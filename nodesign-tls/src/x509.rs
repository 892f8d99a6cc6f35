//! Subject common-name helpers.
//!
//! The scheduler identifies the caller by the common name of its client
//! certificate, so both ends need the same naming rules.

use x509_parser::prelude::*;

use crate::config::TlsError;

/// Common name of the shared pre-enrolment identity.
pub const NOBODY_COMMON_NAME: &str = "/users/nobody";

/// Common name of the device certificate issued to `node_id_hex`.
pub fn device_common_name(node_id_hex: &str) -> String {
    format!("/users/{}", node_id_hex)
}

/// First subject common name of a DER-encoded certificate.
pub fn common_name_from_der(der: &[u8]) -> Result<Option<String>, TlsError> {
    let (_, cert) = X509Certificate::from_der(der).map_err(|e| TlsError::Parse(e.to_string()))?;
    first_common_name(&cert)
}

/// First subject common name of the first certificate in a PEM bundle.
pub fn common_name_from_pem(pem: &[u8]) -> Result<Option<String>, TlsError> {
    let (_, pem) = x509_parser::pem::parse_x509_pem(pem).map_err(|e| TlsError::Pem(e.to_string()))?;
    let cert = pem.parse_x509().map_err(|e| TlsError::Parse(e.to_string()))?;
    first_common_name(&cert)
}

fn first_common_name(cert: &X509Certificate<'_>) -> Result<Option<String>, TlsError> {
    match cert.subject().iter_common_name().next() {
        Some(attr) => attr
            .as_str()
            .map(|s| Some(s.to_string()))
            .map_err(|e| TlsError::Parse(e.to_string())),
        None => Ok(None),
    }
}

#[cfg(test)]
mod tests {
    use super::*;
    use crate::ca::DevCa;

    #[test]
    fn test_device_common_name() {
        assert_eq!(device_common_name("02ab"), "/users/02ab");
    }

    #[test]
    fn test_common_name_from_pem_and_der_agree() {
        let ca = DevCa::generate("nodesign test CA").unwrap();
        let client = ca.issue_client("/users/02ab").unwrap();
        let pem = client.cert_pem().unwrap();

        let (_, parsed) = x509_parser::pem::parse_x509_pem(pem).unwrap();
        assert_eq!(
            common_name_from_pem(pem).unwrap().as_deref(),
            Some("/users/02ab")
        );
        assert_eq!(
            common_name_from_der(&parsed.contents).unwrap().as_deref(),
            Some("/users/02ab")
        );
    }

    #[test]
    fn test_garbage_is_parse_error() {
        assert!(common_name_from_der(b"garbage").is_err());
        assert!(common_name_from_pem(b"garbage").is_err());
    }
}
━━━━━━━━━━━━━━━━━━━━━━━━━━━━━━
▶ Aim of the exercise:
Having output the line that contains "use crate::config::TlsError;", stop. Every line before it, back to the first line of the data, must be reproduced exactly.

▶ Result below:
filename nodesign-tls/src/x509.rs
repository 892f8d99a6cc6f35
//! Subject common-name helpers.
//!
//! The scheduler identifies the caller by the common name of its client
//! certificate, so both ends need the same naming rules.

use x509_parser::prelude::*;

use crate::config::TlsError;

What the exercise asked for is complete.